HIV patients receiving second-line therapy are expected to achieve viral re-suppression as well as immunological and clinical improvement [8]. However, this may not be true for all patients. Poor second-line treatment outcomes have multidimensional consequences, at the individual, public, and policy levels. Individually, it increases the risk of drug resistance [14] and compromises the overall quality of life. At the public level, treatment failure raises the risk of HIV transmission and incurs high health care costs [15]. Second-line treatment failure has implications for how existing HIV programs are implemented in local settings. Furthermore, it jeopardizes the 95, 95, 95 fast track targets at the policy level [5, 16]. Hence, to prolong the use and efficacy of second-line therapy and to prevent further treatment failure assessing outcomes of patients on second-line antiretroviral therapy is so crucial. Therefore, this study was conducted to determine the rate of treatment failure and death and their predictors among PLWHIV on second-line antiretroviral therapy.

Materials and methods

Study design and setting

A retrospective cohort study was conducted at Dessie Comprehensive Specialized Hospital (DCSH) from October 2016 to November 2019. Dessie Comprehensive Specialized Hospital is located in the Amhara region, northeast Ethiopia, which is one of the top HIV burden areas in the nation [17]. Currently, 5557 and 1076 PLWHIV are receiving first-line antiretroviral therapy and ever enrolled in second-line therapy, respectively. During the three-year follow-up period, 686 adults PLWHIV started second-line antiretroviral therapy, of which, 642 patients had taken second-line antiretroviral therapy for more than six months. The viral load of the 642 PLWHIV was measured, and they were included in the study.

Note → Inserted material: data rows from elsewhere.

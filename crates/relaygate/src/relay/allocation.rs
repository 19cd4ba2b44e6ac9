//! A TCP allocation on the relay, kept alive for the life of a session.
//!
//! [`TcpAllocation`] owns the stream of relayed peer connections and is what
//! the secure listener accepts from. [`AllocationHandle`] is the cloneable
//! side used for permissions and teardown.

use super::client::{Incoming, TurnClient, DEFAULT_LIFETIME_SECS};
use super::dialer::{RelayDialer, RelayStream};
use crate::config::SessionTimings;
use crate::gateway::listener::RawListener;
use relaygate_core::{GatewayError, GatewayResult, RelayCredentials};
use std::net::SocketAddr;
use std::sync::atomic::{AtomicBool, Ordering};
use std::sync::Arc;
use std::time::Duration;
use tokio::sync::mpsc;
use tokio::task::JoinHandle;
use tracing::{debug, info, warn};

struct Shared {
    client: TurnClient,
    relayed: SocketAddr,
    closed: AtomicBool,
}

/// Cloneable reference to a live allocation.
#[derive(Clone)]
pub struct AllocationHandle {
    shared: Arc<Shared>,
}

impl AllocationHandle {
    /// Public address peers dial to reach the gateway.
    pub fn relayed_addr(&self) -> SocketAddr {
        self.shared.relayed
    }

    pub fn is_closed(&self) -> bool {
        self.shared.closed.load(Ordering::SeqCst)
    }

    /// Permit traffic from `peer` (`host:port`, port `0` = any port).
    pub async fn create_permission(&self, peer: &str) -> GatewayResult<()> {
        let addr = tokio::net::lookup_host(peer)
            .await
            .map_err(|e| GatewayError::Allocation(format!("cannot resolve peer {peer}: {e}")))?
            .next()
            .ok_or_else(|| GatewayError::Allocation(format!("peer {peer} resolved to nothing")))?;
        self.shared.client.create_permission(addr).await
    }

    /// Delete the allocation on the relay and stop the control connection.
    ///
    /// Only the first call does anything.
    pub async fn close(&self) -> GatewayResult<()> {
        if self.shared.closed.swap(true, Ordering::SeqCst) {
            return Ok(());
        }
        let result = self.shared.client.refresh(0).await.map(|_| ());
        self.shared.client.shutdown();
        match &result {
            Ok(()) => info!(relayed = %self.shared.relayed, "relay allocation released"),
            Err(e) => debug!(error = %e, "relay deallocation failed"),
        }
        result
    }
}

/// Relayed peer connections for one allocation.
pub struct TcpAllocation {
    handle: AllocationHandle,
    incoming: mpsc::Receiver<Incoming>,
    refresher: JoinHandle<()>,
}

impl TcpAllocation {
    /// Dial the relay, authenticate and request a TCP allocation.
    pub async fn open(
        credentials: &RelayCredentials,
        timings: &SessionTimings,
    ) -> GatewayResult<Self> {
        let dialer = RelayDialer::new(&credentials.server_address, timings.relay_dial_timeout)?;
        info!(
            relay = %dialer.address(),
            tls = dialer.uses_tls(),
            "connecting to relay"
        );
        let (client, incoming) =
            TurnClient::connect(dialer, credentials.clone(), timings.turn_transaction_timeout)
                .await?;
        let (relayed, lifetime) = client.allocate_tcp().await?;
        let errors = client.incoming_sender();

        let handle = AllocationHandle {
            shared: Arc::new(Shared {
                client,
                relayed,
                closed: AtomicBool::new(false),
            }),
        };
        let refresher = tokio::spawn(refresh_loop(handle.clone(), lifetime, errors));

        Ok(Self {
            handle,
            incoming,
            refresher,
        })
    }

    pub fn handle(&self) -> AllocationHandle {
        self.handle.clone()
    }

    pub fn relayed_addr(&self) -> SocketAddr {
        self.handle.relayed_addr()
    }
}

impl Drop for TcpAllocation {
    fn drop(&mut self) {
        self.refresher.abort();
    }
}

impl RawListener for TcpAllocation {
    type Stream = RelayStream;

    async fn accept(&mut self) -> GatewayResult<(RelayStream, SocketAddr)> {
        if self.handle.is_closed() {
            return Err(GatewayError::AllocationClosed("allocation released".into()));
        }
        match self.incoming.recv().await {
            Some(incoming) => incoming,
            None => Err(GatewayError::AllocationClosed(
                "relay connection stream ended".into(),
            )),
        }
    }

    fn local_addr(&self) -> SocketAddr {
        self.handle.relayed_addr()
    }
}

/// Refresh at half the granted lifetime until the allocation is closed.
/// A failed refresh is reported as fatal on the incoming channel.
async fn refresh_loop(handle: AllocationHandle, mut lifetime: u32, errors: mpsc::Sender<Incoming>) {
    loop {
        let wait = Duration::from_secs(u64::from(lifetime / 2).max(1));
        tokio::time::sleep(wait).await;
        if handle.is_closed() {
            return;
        }
        match handle.shared.client.refresh(DEFAULT_LIFETIME_SECS).await {
            Ok(granted) => {
                debug!(lifetime = granted, "relay allocation refreshed");
                lifetime = granted;
            }
            Err(e) => {
                if handle.is_closed() {
                    return;
                }
                warn!(error = %e, "relay allocation refresh failed");
                let _ = errors
                    .send(Err(GatewayError::Allocation(format!("refresh failed: {e}"))))
                    .await;
                return;
            }
        }
    }
}
//! TURN client over a stream transport (RFC 5766 allocations, RFC 6062 TCP
//! relaying).
//!
//! One control connection carries every request. A reader task routes
//! responses to their waiting transaction by transaction id and turns each
//! `ConnectionAttempt` indication into a data connection: dial the relay
//! again, send `ConnectionBind`, and after the success response hand the raw
//! stream to whoever drains the incoming channel.

use super::dialer::{RelayDialer, RelayStream};
use relaygate_core::codec::Frame;
use relaygate_core::stun::{
    self, attr, code, Class, Integrity, Message, Method, HEADER_LEN, MAGIC_COOKIE,
    TRANSACTION_ID_LEN, TRANSPORT_TCP,
};
use relaygate_core::{GatewayError, GatewayResult, RelayCredentials, StunFrameDecoder};
use std::collections::HashMap;
use std::net::SocketAddr;
use std::sync::atomic::{AtomicBool, Ordering};
use std::sync::Arc;
use std::time::Duration;
use tokio::io::{AsyncRead, AsyncReadExt, AsyncWriteExt, ReadHalf, WriteHalf};
use tokio::sync::{mpsc, oneshot, Mutex};
use tokio::task::JoinHandle;
use tracing::{debug, info, trace, warn};

/// A relayed peer connection, or an error surfaced by the control connection.
pub type Incoming = GatewayResult<(RelayStream, SocketAddr)>;

/// Lifetime asked for when the server does not state one.
pub const DEFAULT_LIFETIME_SECS: u32 = 600;

const INCOMING_CAPACITY: usize = 64;
const READ_BUF_SIZE: usize = 16 * 1024;

type TransactionId = [u8; TRANSACTION_ID_LEN];
type Reply = (Message, Vec<u8>);

/// Long-term credential state learned from the server's challenge.
#[derive(Clone)]
struct AuthState {
    realm: String,
    nonce: String,
    key: Vec<u8>,
}

struct Inner {
    dialer: RelayDialer,
    credentials: RelayCredentials,
    transaction_timeout: Duration,
    writer: Mutex<WriteHalf<RelayStream>>,
    pending: Mutex<HashMap<TransactionId, oneshot::Sender<Reply>>>,
    auth: Mutex<Option<AuthState>>,
    incoming_tx: mpsc::Sender<Incoming>,
    /// Set once the control reader has stopped.
    closed: AtomicBool,
}

/// Client side of one TURN control connection.
pub struct TurnClient {
    inner: Arc<Inner>,
    reader: JoinHandle<()>,
}

impl TurnClient {
    /// Dial the relay and start the control reader.
    ///
    /// Relayed peer connections, and fatal control errors, arrive on the
    /// returned receiver.
    pub async fn connect(
        dialer: RelayDialer,
        credentials: RelayCredentials,
        transaction_timeout: Duration,
    ) -> GatewayResult<(Self, mpsc::Receiver<Incoming>)> {
        let control = dialer.dial().await?;
        let (read_half, write_half) = tokio::io::split(control);
        let (incoming_tx, incoming_rx) = mpsc::channel(INCOMING_CAPACITY);

        let inner = Arc::new(Inner {
            dialer,
            credentials,
            transaction_timeout,
            writer: Mutex::new(write_half),
            pending: Mutex::new(HashMap::new()),
            auth: Mutex::new(None),
            incoming_tx,
            closed: AtomicBool::new(false),
        });

        let reader = tokio::spawn(read_loop(inner.clone(), read_half));
        Ok((Self { inner, reader }, incoming_rx))
    }

    /// Sender feeding the incoming channel, for reporting allocation errors.
    pub fn incoming_sender(&self) -> mpsc::Sender<Incoming> {
        self.inner.incoming_tx.clone()
    }

    /// Request a TCP allocation. Returns the relayed address and granted lifetime.
    pub async fn allocate_tcp(&self) -> GatewayResult<(SocketAddr, u32)> {
        let response = self
            .authenticated_request(Method::Allocate, |req| {
                req.set_requested_transport(TRANSPORT_TCP);
            })
            .await?;

        let relayed = response
            .xor_address(attr::XOR_RELAYED_ADDRESS)
            .ok_or_else(|| {
                GatewayError::Allocation("allocate response lacks XOR-RELAYED-ADDRESS".into())
            })?;
        let lifetime = response.lifetime().unwrap_or(DEFAULT_LIFETIME_SECS);
        info!(relayed = %relayed, lifetime, "relay allocation granted");
        Ok((relayed, lifetime))
    }

    /// Refresh the allocation. A `lifetime` of zero deletes it.
    pub async fn refresh(&self, lifetime: u32) -> GatewayResult<u32> {
        let response = self
            .authenticated_request(Method::Refresh, |req| {
                req.set_lifetime(lifetime);
            })
            .await?;
        Ok(response.lifetime().unwrap_or(lifetime))
    }

    /// Install or renew a permission for `peer`.
    pub async fn create_permission(&self, peer: SocketAddr) -> GatewayResult<()> {
        self.authenticated_request(Method::CreatePermission, |req| {
            req.set_xor_address(attr::XOR_PEER_ADDRESS, peer);
        })
        .await?;
        Ok(())
    }

    /// Send a request with long-term credentials, answering one
    /// `401 Unauthorized` or `438 Stale Nonce` challenge.
    async fn authenticated_request(
        &self,
        method: Method,
        fill: impl Fn(&mut Message),
    ) -> GatewayResult<Message> {
        let mut challenged = false;
        loop {
            let mut request = Message::new(method, Class::Request);
            fill(&mut request);

            let auth = self.inner.auth.lock().await.clone();
            let encoded = match &auth {
                Some(auth) => {
                    request.set_credentials(&self.inner.credentials.username, &auth.realm, &auth.nonce);
                    request.encode_with_integrity(&auth.key)
                }
                None => request.encode(),
            };

            let (response, raw) = self.transact(request.transaction_id, encoded).await?;
            match response.class {
                Class::Success => {
                    if let Some(auth) = &auth {
                        if stun::check_integrity(&raw, &auth.key) == Integrity::Invalid {
                            return Err(GatewayError::Allocation(format!(
                                "{} response failed integrity check",
                                method.name()
                            )));
                        }
                    }
                    return Ok(response);
                }
                Class::Error => {
                    let (code, reason) = response
                        .error_code()
                        .unwrap_or((0, "missing ERROR-CODE".to_string()));
                    let retryable = code == code::UNAUTHORIZED || code == code::STALE_NONCE;
                    if retryable && !challenged {
                        if let Some(nonce) = response.nonce() {
                            debug!(method = method.name(), code, "answering relay auth challenge");
                            self.learn_challenge(&response, nonce).await;
                            challenged = true;
                            continue;
                        }
                    }
                    return Err(GatewayError::TurnRequest {
                        method: method.name(),
                        code,
                        reason,
                    });
                }
                _ => {
                    return Err(GatewayError::Allocation(format!(
                        "unexpected {} response class",
                        method.name()
                    )))
                }
            }
        }
    }

    async fn learn_challenge(&self, response: &Message, nonce: String) {
        let mut auth = self.inner.auth.lock().await;
        let realm = response
            .realm()
            .or_else(|| auth.as_ref().map(|a| a.realm.clone()))
            .unwrap_or_else(|| self.inner.credentials.realm.clone());
        let key = stun::long_term_key(
            &self.inner.credentials.username,
            &realm,
            &self.inner.credentials.password,
        );
        *auth = Some(AuthState { realm, nonce, key });
    }

    async fn transact(&self, transaction_id: TransactionId, encoded: Vec<u8>) -> GatewayResult<Reply> {
        let (tx, rx) = oneshot::channel();
        self.inner.pending.lock().await.insert(transaction_id, tx);
        if self.inner.closed.load(Ordering::SeqCst) {
            self.inner.pending.lock().await.remove(&transaction_id);
            return Err(GatewayError::AllocationClosed("control connection closed".into()));
        }

        let written = {
            let mut writer = self.inner.writer.lock().await;
            match writer.write_all(&encoded).await {
                Ok(()) => writer.flush().await,
                Err(e) => Err(e),
            }
        };
        if let Err(e) = written {
            self.inner.pending.lock().await.remove(&transaction_id);
            return Err(GatewayError::AllocationClosed(format!("control write failed: {e}")));
        }

        match tokio::time::timeout(self.inner.transaction_timeout, rx).await {
            Ok(Ok(reply)) => Ok(reply),
            Ok(Err(_)) => Err(GatewayError::AllocationClosed(
                "control connection closed during transaction".into(),
            )),
            Err(_) => {
                self.inner.pending.lock().await.remove(&transaction_id);
                Err(GatewayError::Timeout)
            }
        }
    }

    /// Stop the control reader. Outstanding transactions fail.
    pub fn shutdown(&self) {
        self.reader.abort();
    }
}

impl Drop for TurnClient {
    fn drop(&mut self) {
        self.reader.abort();
    }
}

async fn read_loop(inner: Arc<Inner>, mut control: ReadHalf<RelayStream>) {
    let mut decoder = StunFrameDecoder::new();
    let mut buf = vec![0u8; READ_BUF_SIZE];

    let reason = loop {
        let n = match control.read(&mut buf).await {
            Ok(0) => break "relay closed the control connection".to_string(),
            Ok(n) => n,
            Err(e) => break format!("control read failed: {e}"),
        };

        for frame in decoder.feed(&buf[..n]) {
            match frame {
                Ok(Frame::Stun { message, raw }) => handle_message(&inner, message, raw).await,
                Ok(Frame::ChannelData { channel, data }) => {
                    trace!(channel, len = data.len(), "ignoring channel data on control connection");
                }
                Err(e) => {
                    let _ = inner.incoming_tx.send(Err(e)).await;
                }
            }
        }
    };

    debug!(reason = %reason, "relay control reader stopped");
    inner.closed.store(true, Ordering::SeqCst);
    inner.pending.lock().await.clear();
    let _ = inner
        .incoming_tx
        .send(Err(GatewayError::AllocationClosed(reason)))
        .await;
}

async fn handle_message(inner: &Arc<Inner>, message: Message, raw: Vec<u8>) {
    match message.class {
        Class::Success | Class::Error => {
            match inner.pending.lock().await.remove(&message.transaction_id) {
                Some(tx) => {
                    let _ = tx.send((message, raw));
                }
                None => trace!(method = message.method.name(), "response for unknown transaction"),
            }
        }
        Class::Indication if message.method == Method::ConnectionAttempt => {
            let (Some(connection_id), Some(peer)) = (
                message.connection_id(),
                message.xor_address(attr::XOR_PEER_ADDRESS),
            ) else {
                warn!("ConnectionAttempt without CONNECTION-ID or XOR-PEER-ADDRESS");
                return;
            };
            debug!(connection_id, peer = %peer, "relay connection attempt");
            let inner = inner.clone();
            tokio::spawn(async move {
                // A failed bind concerns only this peer and never reaches the listener.
                match bind_connection(&inner, connection_id).await {
                    Ok(stream) => {
                        let _ = inner.incoming_tx.send(Ok((stream, peer))).await;
                    }
                    Err(
                        e @ (GatewayError::TurnRequest { .. } | GatewayError::Io(_) | GatewayError::Timeout),
                    ) => {
                        debug!(connection_id, peer = %peer, error = %e, "peer left before connection bind completed");
                    }
                    Err(e) => warn!(connection_id, peer = %peer, error = %e, "connection bind failed"),
                }
            });
        }
        _ => trace!(method = message.method.name(), "ignoring relay message"),
    }
}

/// Open a data connection for `connection_id` (RFC 6062 section 4.3).
///
/// A stale nonce is retried once on a fresh connection, since the server
/// closes a data connection whose bind failed.
async fn bind_connection(inner: &Inner, connection_id: u32) -> GatewayResult<RelayStream> {
    let mut retried = false;
    loop {
        let mut stream = inner.dialer.dial().await?;
        let auth = inner.auth.lock().await.clone().ok_or_else(|| {
            GatewayError::RelayConnect("connection attempt before authentication".into())
        })?;

        let mut request = Message::new(Method::ConnectionBind, Class::Request);
        request
            .set_connection_id(connection_id)
            .set_credentials(&inner.credentials.username, &auth.realm, &auth.nonce);
        stream.write_all(&request.encode_with_integrity(&auth.key)).await?;
        stream.flush().await?;

        let (response, _) = tokio::time::timeout(inner.transaction_timeout, read_message(&mut stream))
            .await
            .map_err(|_| GatewayError::Timeout)??;
        if response.transaction_id != request.transaction_id {
            return Err(GatewayError::MalformedFrame(
                "ConnectionBind response for another transaction".into(),
            ));
        }

        match response.class {
            Class::Success => return Ok(stream),
            _ => {
                let (code, reason) = response
                    .error_code()
                    .unwrap_or((0, "missing ERROR-CODE".to_string()));
                if code == code::STALE_NONCE && !retried {
                    if let Some(nonce) = response.nonce() {
                        let mut state = inner.auth.lock().await;
                        if let Some(state) = state.as_mut() {
                            state.nonce = nonce;
                        }
                        retried = true;
                        continue;
                    }
                }
                return Err(GatewayError::TurnRequest {
                    method: Method::ConnectionBind.name(),
                    code,
                    reason,
                });
            }
        }
    }
}

/// Read exactly one STUN message from `reader`, leaving any bytes after it
/// unread.
pub(crate) async fn read_message<R>(reader: &mut R) -> GatewayResult<(Message, Vec<u8>)>
where
    R: AsyncRead + Unpin,
{
    let mut raw = vec![0u8; HEADER_LEN];
    reader.read_exact(&mut raw).await?;
    if raw[0] & 0xC0 != 0 || u32::from_be_bytes([raw[4], raw[5], raw[6], raw[7]]) != MAGIC_COOKIE {
        return Err(GatewayError::MalformedFrame(
            "data contains incomplete STUN or TURN frame".into(),
        ));
    }
    let body_len = usize::from(u16::from_be_bytes([raw[2], raw[3]]));
    raw.resize(HEADER_LEN + body_len, 0);
    reader.read_exact(&mut raw[HEADER_LEN..]).await?;
    let message = Message::decode(&raw)?;
    Ok((message, raw))
}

In Ethiopia, the current standard second-line regimen consists of a combination of three ARV drugs (at least two of which are new to the patient); two Nucleoside Reverse Transcriptase Inhibitors (NRTIs) and one Protease Inhibitor (PIs); Lopinavir/ritonavir (LPV/r) or Atazanavir /ritonavir (ATV/r) [12, 13]. Those PIs drugs are safer, more effective in viral suppression, and have a lower risk of resistance [18, 19].

Similarly, in Ethiopia, PLWHIV data are handled by SMART care, ART registration (logbooks) and chronic ART follow up form (patient chart). The patient chart is the main source of data, which is filled by a trained health professional and includes detailed data elements. The SMART care electronic database is another source of data for patients on ART. It is filled by trained non-health professionals/data clerks/ by reviewing patient charts. SMART care has only a few key data elements like CD4, TB screen, and viral load. ART registration (logbook) is similar to SMART care, except it is filled manually.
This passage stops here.